L’apprentissage fédéré fait ses gammes dans le secteur de la santé. Cette méthode permet de développer des algorithmes d’IA sans avoir à centraliser les données dont ils ont besoin. Ce ne sont pas les données des établissements de santé qui voyagent, mais les algorithmes qui passent d’une base à l’autre pour être entraînés. Que faut-il en penser ?

L’apprentissage fédéré s’avère particulièrement intéressant pour la recherche en santé, où la confidentialité des données est primordiale. Il repose sur un principe de collaboration entre des centres de recherche ou des hôpitaux. Chaque établissement dispose de ses propres données, souvent sensibles, qu’elle ne souhaite pas divulguer à d’autres partenaires. Un modèle initial d’algorithme est créé et distribué à chaque structure pour être entraîné. Pour Pauline Elie, conseillère éthique sur les données de santé à l’hôpital Lariboisière à Paris, "cette méthode semble a priori plus protectrice que l’apprentissage sur des données centralisées. Néanmoins, des allers et retours correctifs demeurent nécessaires pour s’assurer de l’intégrité et de la pertinence des données agrégées par des algorithmes d’apprentissage fédéré, et donc de l’auditabilité de ces derniers." Une analyse confortée par les travaux de la chaire Santé de Sciences Po sur le sujet : "Le modèle fédéré permet un contrôle par les producteurs de données, [et] amène une meilleure confiance des individus pour qu’ils déposent leurs données à des fins de recherche", peut-on lire dans une publication de février dernier[1]. Cette méthode peut-elle favoriser la revendication d’un droit de propriété sur ces données par les citoyens ? "Plutôt que de parler de propriété des données (ce qui induirait de les céder sans pouvoir les récupérer), il faut parler de leur maîtrise, c’est-à-dire de la possibilité pour chaque individu de demander la suppression des données d’un serveur à des fins de recherche. L’apprentissage fédéré semble favorable à cette maîtrise", nous confie Pauline Elie.

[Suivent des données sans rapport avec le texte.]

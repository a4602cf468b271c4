pub mod gif;
pub mod keys;

use frame_key_common::config::ExportConfig;
use frame_key_common::frame::EncodedFrame;
use std::path::{Path, PathBuf};
use tracing::{info, warn};

use crate::pipeline::{BatchReport, ProcessedFrame};

#[derive(Debug, thiserror::Error)]
pub enum ExportError {
    #[error("fps must be greater than zero")]
    InvalidFps,
    #[error("no decodable frames to export")]
    NoFrames,
    #[error("GIF encoding failed: {0}")]
    Gif(String),
    #[error("failed to write {0}: {1}")]
    Write(String, std::io::Error),
}

#[derive(Debug, Clone, Default)]
pub struct ExportSummary {
    pub frames_dir: Option<PathBuf>,
    pub frames_written: usize,
    pub gif_path: Option<PathBuf>,
    pub gif_bytes: usize,
    pub gif_over_budget: bool,
}

async fn write_file(path: &Path, data: &[u8]) -> Result<(), ExportError> {
    if let Some(parent) = path.parent() {
        tokio::fs::create_dir_all(parent)
            .await
            .map_err(|e| ExportError::Write(parent.display().to_string(), e))?;
    }
    tokio::fs::write(path, data)
        .await
        .map_err(|e| ExportError::Write(path.display().to_string(), e))
}

/// Write every frame as `frame_NNNNNN.png` under `dir`. Passthrough frames
/// are re-encoded to PNG; ones that cannot be decoded are skipped.
pub async fn write_png_sequence(dir: &Path, frames: &[ProcessedFrame]) -> Result<usize, ExportError> {
    let mut written = 0;
    for frame in frames {
        let png = if frame.is_passthrough() {
            match EncodedFrame::new(frame.seq, frame.data.clone())
                .decode()
                .and_then(|f| f.encode_png())
            {
                Ok(encoded) => encoded.data,
                Err(e) => {
                    warn!(seq = frame.seq, error = %e, "skipping unreadable passthrough frame");
                    continue;
                }
            }
        } else {
            frame.data.clone()
        };
        write_file(&dir.join(keys::frame_file_name(frame.seq)), &png).await?;
        written += 1;
    }
    Ok(written)
}

/// Write the PNG sequence and/or GIF for a keyed clip under
/// `config.output_dir`, named after `started_ms`.
pub async fn export_report(
    report: &BatchReport,
    config: &ExportConfig,
    started_ms: i64,
) -> Result<ExportSummary, ExportError> {
    let mut summary = ExportSummary::default();

    if config.write_png {
        let dir = config.output_dir.join(keys::frames_dir_key(started_ms));
        summary.frames_written = write_png_sequence(&dir, &report.frames).await?;
        info!(dir = %dir.display(), frames = summary.frames_written, "PNG sequence written");
        summary.frames_dir = Some(dir);
    }

    if config.write_gif {
        let frames = report.frames.clone();
        let (fps, max_bytes) = (config.fps, config.max_bytes);
        let encoded = tokio::task::spawn_blocking(move || gif::encode_gif(&frames, fps, max_bytes))
            .await
            .map_err(|e| ExportError::Gif(e.to_string()))??;
        let path = config.output_dir.join(keys::gif_key(started_ms));
        write_file(&path, &encoded.bytes).await?;
        info!(path = %path.display(), bytes = encoded.bytes.len(), "GIF written");
        summary.gif_bytes = encoded.bytes.len();
        summary.gif_over_budget = encoded.over_budget;
        summary.gif_path = Some(path);
    }

    Ok(summary)
}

L’exemple prometteur d’Owkin

Parmi les applications emblématiques, citons le projet HealthChain mené par la start-up franco-américaine Owkin en collaboration avec quatre grands centres et hôpitaux français spécialisés en oncologie : le centre Léon Bérard à Lyon, l’Institut Curie à Paris, l’Institut Gustave Roussy à Villejuif et l’Institut universitaire du cancer de Toulouse. Ces travaux ont permis de définir des marqueurs de réponse future à une chimiothérapie néoadjuvante, réalisée avant l’intervention chirurgicale ou la radiothérapie chez des patientes atteintes d’un cancer du sein,  "Nous avons franchi une étape importante avec le déploiement de cette infrastructure d’apprentissage fédéré, montrant une nouvelle approche dans la construction des algorithmes d’IA dans la recherche sur le cancer répondant aux enjeux RGPD", s’est félicité Julien Guérin, directeur des données à l’Institut Curie, lors de la publication des résultats en janvier 2023 dans la revue Nature Medecine.

Des défis à relever

Malgré ses avantages, l’apprentissage fédéré présente encore certaines limites. La principale difficulté réside dans le partage des modèles entraînés. En effet, chaque entité participante dispose de données différentes, ce qui rend complexe le partage des modèles pour une utilisation étendue. De plus, les performances du modèle final peuvent être affectées par la qualité et la diversité des données locales. Un autre défi est lié à la sécurisation des modèles fédérés. Ils peuvent être vulnérables aux attaques malveillantes, telles que l’injection de faux résultats ou d’une rétro-ingénierie sur les données. Les chercheurs travaillent sur des systèmes de protection afin de renforcer la sécurité de cette méthode prometteuse pour la recherche.